• [WHAT IS NEEDED]: With the first line below as the start and the line containing "use crate::arch::direct_map::DirectMap;" as the end, copy every line between them exactly, ends included.
MATERIAL SUPPLIED START
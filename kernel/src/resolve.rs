// src/resolve.rs
//
// 役割:
// - 「pagemap の生エントリ → pfn → direct map 上のカーネル仮想アドレス」を 1 本の流れにする。
//
// やること:
// - present でないページ（swap / 予約 status）を Err で弾く
// - pagemap から読んだバイト列を、ページごとの PhysFrame 列に変換する
//
// やらないこと:
// - pfn が direct map に載っているかの検査（bridge と同じく呼び出し側の契約）

use core::fmt;

use crate::arch::direct_map::DirectMap;
use crate::mem::addr::{PhysFrame, VirtAddr};
use crate::mem::pagemap::{self, Entries, PagemapEntry, PagemapError, PagemapStatus};

#[derive(Clone, Copy, Debug, PartialEq, Eq)]
pub enum ResolveError {
    /// ページが物理メモリ上にない（未割り当て / 予約 status）
    NotPresent { status: u8 },
    /// swap 上にある。descriptor は swap type/offset の合成値（未分解）
    Swapped { descriptor: u64 },
    /// pagemap バイト列の末尾が欠けていた
    Malformed(PagemapError),
}

impl fmt::Display for ResolveError {
    fn fmt(&self, f: &mut fmt::Formatter<'_>) -> fmt::Result {
        match self {
            ResolveError::NotPresent { status } => {
                write!(f, "page not present (status {})", status)
            }
            ResolveError::Swapped { descriptor } => {
                write!(f, "page is swapped out (descriptor {:#x})", descriptor)
            }
            ResolveError::Malformed(e) => write!(f, "malformed pagemap data: {}", e),
        }
    }
}

impl From<PagemapError> for ResolveError {
    fn from(e: PagemapError) -> Self {
        ResolveError::Malformed(e)
    }
}

/// present なエントリから物理フレームを取り出す。
pub fn resolve_frame(entry: &PagemapEntry) -> Result<PhysFrame, ResolveError> {
    match entry.status() {
        PagemapStatus::Present => Ok(PhysFrame::from_index(entry.frame_number())),
        PagemapStatus::Swapped => Err(ResolveError::Swapped {
            descriptor: entry.frame_number(),
        }),
        PagemapStatus::Reserved(status) => Err(ResolveError::NotPresent {
            status: status.get(),
        }),
    }
}

/// 生エントリ 1 つを、そのページ先頭のカーネル仮想アドレスまで解決する。
pub fn resolve_kernel_address(raw: u64, map: &DirectMap) -> Result<VirtAddr, ResolveError> {
    let frame = resolve_frame(&pagemap::decode(raw))?;
    Ok(map.frame_to_virt(frame))
}

/// `virt` のバイトそのものに対応するカーネル仮想アドレス（ページ内オフセット込み）。
pub fn resolve_byte_address(
    raw: u64,
    virt: VirtAddr,
    map: &DirectMap,
) -> Result<VirtAddr, ResolveError> {
    let page = resolve_kernel_address(raw, map)?;
    Ok(VirtAddr(page.0.wrapping_add(virt.page_offset())))
}

/// pagemap バイト列 → ページごとの物理フレーム
pub struct Frames<'a> {
    inner: Entries<'a>,
}

/// 連続した仮想ページ範囲の pagemap を読んだバッファから、pfn を順に取り出す。
///
/// 途中に present でないページがあればその位置で Err を返す（以降も続けて読める）。
pub fn resolve_frames(bytes: &[u8]) -> Frames<'_> {
    Frames {
        inner: pagemap::entries(bytes),
    }
}

impl<'a> Iterator for Frames<'a> {
    type Item = Result<PhysFrame, ResolveError>;

    fn next(&mut self) -> Option<Self::Item> {
        let entry = match self.inner.next()? {
            Ok(e) => e,
            Err(e) => return Some(Err(e.into())),
        };
        Some(resolve_frame(&entry))
    }

    fn size_hint(&self) -> (usize, Option<usize>) {
        self.inner.size_hint()
    }
}

#[cfg(test)]
mod tests {
    use super::*;
    use crate::mem::addr::PAGE_SIZE;
    use crate::mem::pagemap::{pm_pshift, pm_status, PM_ENTRY_BYTES, PM_PRESENT, PM_SWAP};

    const OFFSET: u64 = 0xffff_8880_0000_0000;

    #[test]
    fn present_entry_resolves_through_direct_map() {
        let map = DirectMap::new(OFFSET);
        let raw = PM_PRESENT | pm_pshift(12) | 0x1_2345;
        assert_eq!(
            resolve_kernel_address(raw, &map),
            Ok(VirtAddr(OFFSET + 0x1_2345 * PAGE_SIZE))
        );
        assert_eq!(
            resolve_byte_address(raw, VirtAddr(0x5555_0000_0123), &map),
            Ok(VirtAddr(OFFSET + 0x1_2345 * PAGE_SIZE + 0x123))
        );
    }

    #[test]
    fn swapped_entry_is_rejected_with_descriptor() {
        let map = DirectMap::new(OFFSET);
        assert_eq!(
            resolve_kernel_address(PM_SWAP | 0xabcd, &map),
            Err(ResolveError::Swapped { descriptor: 0xabcd })
        );
    }

    #[test]
    fn absent_entry_is_rejected() {
        let map = DirectMap::new(OFFSET);
        assert_eq!(
            resolve_kernel_address(0, &map),
            Err(ResolveError::NotPresent { status: 0 })
        );
        assert_eq!(
            resolve_kernel_address(pm_status(6) | 1, &map),
            Err(ResolveError::NotPresent { status: 6 })
        );
    }

    #[test]
    fn frames_from_pagemap_buffer() {
        let raws = [PM_PRESENT | 10, PM_PRESENT | 11, PM_SWAP | 3, PM_PRESENT | 13];
        let mut buf = [0u8; 4 * PM_ENTRY_BYTES + 3];
        for (i, r) in raws.iter().enumerate() {
            buf[i * PM_ENTRY_BYTES..(i + 1) * PM_ENTRY_BYTES].copy_from_slice(&r.to_ne_bytes());
        }

        let got: Vec<_> = resolve_frames(&buf).collect();
        assert_eq!(
            got,
            vec![
                Ok(PhysFrame::from_index(10)),
                Ok(PhysFrame::from_index(11)),
                Err(ResolveError::Swapped { descriptor: 3 }),
                Ok(PhysFrame::from_index(13)),
                Err(ResolveError::Malformed(PagemapError::TruncatedEntry { len: 3 })),
            ]
        );
    }

    #[test]
    fn collect_stops_at_first_error() {
        let raws = [PM_PRESENT | 1, 0, PM_PRESENT | 2];
        let mut buf = [0u8; 3 * PM_ENTRY_BYTES];
        for (i, r) in raws.iter().enumerate() {
            buf[i * PM_ENTRY_BYTES..(i + 1) * PM_ENTRY_BYTES].copy_from_slice(&r.to_ne_bytes());
        }
        let all: Result<Vec<PhysFrame>, ResolveError> = resolve_frames(&buf).collect();
        assert_eq!(all, Err(ResolveError::NotPresent { status: 0 }));
    }

    #[test]
    fn display_messages() {
        assert_eq!(
            ResolveError::Swapped { descriptor: 0x10 }.to_string(),
            "page is swapped out (descriptor 0x10)"
        );
        assert_eq!(
            ResolveError::Malformed(PagemapError::TruncatedEntry { len: 5 }).to_string(),
            "malformed pagemap data: truncated pagemap entry: 5 of 8 bytes"
        );
    }
}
MATERIAL SUPPLIED END
• [SOLUTION TO THE PROBLEM]:
filename kernel/src/resolve.rs
// src/resolve.rs
//
// 役割:
// - 「pagemap の生エントリ → pfn → direct map 上のカーネル仮想アドレス」を 1 本の流れにする。
//
// やること:
// - present でないページ（swap / 予約 status）を Err で弾く
// - pagemap から読んだバイト列を、ページごとの PhysFrame 列に変換する
//
// やらないこと:
// - pfn が direct map に載っているかの検査（bridge と同じく呼び出し側の契約）

use core::fmt;

use crate::arch::direct_map::DirectMap;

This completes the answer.